Clark & Sullivan uses CMAR, too. Half the company’s business is out of its Sacramento office, where all bids are CMAR. About two-thirds of its Reno-based jobs are CMAR, too, says Hlubucek.
But its history as a hard-bid contractor was hurting the 33-year-old construction firm, so the time seemed right for a total rebranding.
“I came on board in April and in the first week I caught BJ (Sullivan) and said this logo is not working,” says Hlubucek. “Senior leadership didn’t think they needed new branding. So I did a presentation, showed them a comparison between our logo and EDAWN (Economic Development Authority of Western Nevada) partners and showed them how bad it looked compared to them.”
There was some resistance.
“Most reluctance came from the CFO who has to pay for it,” says Hlubucek.
Logos are used extensively by construction firms, from coffee cups to hard hats to the 8-foot-high job signs that anchor construction sites.

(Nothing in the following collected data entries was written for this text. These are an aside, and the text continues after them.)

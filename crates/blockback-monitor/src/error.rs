//! Error types for the monitor layer.

use blockback_error::CommonError;
use thiserror::Error;

/// Result type alias for monitor operations.
pub type Result<T> = std::result::Result<T, MonitorError>;

/// Errors that can occur while talking to the monitor.
#[derive(Debug, Error)]
pub enum MonitorError {
    /// Common errors (I/O, not found, timeouts, etc.).
    #[error(transparent)]
    Common(#[from] CommonError),

    /// The monitor returned a response the engine could not interpret.
    #[error("protocol error: {0}")]
    Protocol(String),

    /// The monitor rejected a command.
    #[error("command '{verb}' failed: {desc}")]
    CommandFailed {
        /// The concrete verb that was sent.
        verb: String,
        /// The monitor's error description.
        desc: String,
    },

    /// Neither the stable nor the experimental verb is supported.
    #[error("unsupported command: {0}")]
    UnsupportedCommand(String),
}

impl MonitorError {
    /// Creates a new protocol error.
    #[must_use]
    pub fn protocol(msg: impl Into<String>) -> Self {
        Self::Protocol(msg.into())
    }

    /// Creates a new command failure.
    #[must_use]
    pub fn command_failed(verb: impl Into<String>, desc: impl Into<String>) -> Self {
        Self::CommandFailed {
            verb: verb.into(),
            desc: desc.into(),
        }
    }

    /// Returns true if this is an unsupported-command error.
    #[must_use]
    pub const fn is_unsupported(&self) -> bool {
        matches!(self, Self::UnsupportedCommand(_))
    }
}

impl From<std::io::Error> for MonitorError {
    fn from(err: std::io::Error) -> Self {
        Self::Common(CommonError::from(err))
    }
}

Clark & Sullivan, for example, will eventually replace decals on 60 vehicles, roughly 20 jobs signs and about 150 safety vests and hard hats, in addition to letterhead, business cards and anything else that bears the current design.
But Hlubucek convinced the seven-member leadership team and in May sent out a request for proposal. Four graphic design firms replied.

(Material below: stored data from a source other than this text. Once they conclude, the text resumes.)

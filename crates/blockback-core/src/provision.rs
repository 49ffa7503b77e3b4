//! Storage provisioning seam.
//!
//! The engine does not manage image pools; it only needs somewhere to put
//! target image files and a way to clean them up. The provisioner owns
//! naming and host-side lifecycle, while the image content itself is written
//! by the block layer through `blockdev-create`.

use crate::error::{BackupError, Result};
use async_trait::async_trait;
use std::path::{Path, PathBuf};

/// Creates and destroys backing image files for backup targets.
#[async_trait]
pub trait StorageProvisioner: Send + Sync {
    /// Allocates an image file for a new target and returns its path.
    ///
    /// Fails with already-exists if an image with that name is present.
    async fn create_image(&self, name: &str, size: u64) -> Result<PathBuf>;

    /// Removes an image file.
    ///
    /// Fails with not-found if the image does not exist; destruction is not
    /// idempotent.
    async fn destroy_image(&self, path: &Path) -> Result<()>;
}

/// Provisions image files under a flat data directory.
pub struct LocalDirProvisioner {
    data_dir: PathBuf,
}

impl LocalDirProvisioner {
    /// Creates a provisioner rooted at `data_dir`.
    #[must_use]
    pub fn new(data_dir: impl Into<PathBuf>) -> Self {
        Self {
            data_dir: data_dir.into(),
        }
    }
}

#[async_trait]
impl StorageProvisioner for LocalDirProvisioner {
    async fn create_image(&self, name: &str, size: u64) -> Result<PathBuf> {
        tokio::fs::create_dir_all(&self.data_dir).await?;
        let path = self.data_dir.join(format!("{name}.qcow2"));
        if tokio::fs::try_exists(&path).await? {
            return Err(BackupError::already_exists(format!(
                "image '{}'",
                path.display()
            )));
        }
        let file = tokio::fs::File::create(&path).await?;
        file.set_len(size).await?;
        tracing::debug!(path = %path.display(), size, "image file provisioned");
        Ok(path)
    }

    async fn destroy_image(&self, path: &Path) -> Result<()> {
        if !tokio::fs::try_exists(path).await? {
            return Err(BackupError::not_found(format!(
                "image '{}'",
                path.display()
            )));
        }
        tokio::fs::remove_file(path).await?;
        tracing::debug!(path = %path.display(), "image file destroyed");
        Ok(())
    }
}

#[cfg(test)]
mod tests {
    use super::*;

    #[tokio::test]
    async fn test_create_and_destroy_image() {
        let dir = tempfile::tempdir().unwrap();
        let provisioner = LocalDirProvisioner::new(dir.path());
        let path = provisioner.create_image("t0", 4096).await.unwrap();
        assert!(path.exists());
        assert_eq!(std::fs::metadata(&path).unwrap().len(), 4096);
        provisioner.destroy_image(&path).await.unwrap();
        assert!(!path.exists());
    }

    #[tokio::test]
    async fn test_create_duplicate_image_fails() {
        let dir = tempfile::tempdir().unwrap();
        let provisioner = LocalDirProvisioner::new(dir.path());
        provisioner.create_image("t0", 4096).await.unwrap();
        let err = provisioner.create_image("t0", 4096).await.unwrap_err();
        assert!(matches!(
            err,
            BackupError::Common(e) if e.is_already_exists()
        ));
    }

    #[tokio::test]
    async fn test_destroy_missing_image_fails() {
        let dir = tempfile::tempdir().unwrap();
        let provisioner = LocalDirProvisioner::new(dir.path());
        let err = provisioner
            .destroy_image(&dir.path().join("ghost.qcow2"))
            .await
            .unwrap_err();
        assert!(err.is_not_found());
    }
}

“All were excellent proposals,” says Hlubucek.
The four were narrowed down to two, who made presentations. Included was Stan Byers, owner of Stan Can Design in Reno.
“Stan took them through case studies, and how it worked,” she says. “The work he did for Employers Inc. had a big impact on some of the people in the room.”
Byers had helped Employers re-craft its image to go from being a local provider of workers compensation insurance to a national supplier.
“Leadership wanted to go nationwide and everyone else in the company was focused locally,” says Byers. “We came back with a tagline — America’s small business insurance specialist — and that drove everything.”
The representation won Stan Can Design the project and Hlubucek, who sees her job as shepherding the rebranding effort, was pleased because she wanted a boutique firm that could continue to work on more projects and help the company with its first construction bid — some of which run up to 200 pages — after launching the new brand.
Stan Can Design deliverables will include a new Clark & Sullivan logo that will scale from business cards to jobs signs and a toolkit of fonts, colors and other design elements for InDesign, a desktop publishing application, for use in bids, proposals and other correspondence.
The first step was a meeting last month between the Clark & Sullivan leadership team and Johanna McLain, a brand identity consultant, to determine the company’s brand pillars, which help guide brand design.
“It’s a good reason to think of mission and values, everything that underpins the design,” says Byers. “The brand has to control the message or other people will control it for you.”
Next, Stan Can Design will deliver a 50-word script based on that material that can be used to keep everyone inside the company on the same message.
Then the designer will create a handful of what Byers calls “mood” boards showing possible color scheme and look for the company to choose from before Stan Can delivers the final design.
The goal: to be ready for UNR’s next RFP for architectural design phase of a new engineering and science building and renovations on its existing Palmer Engineering and Scrugham Engineering/Mines buildings.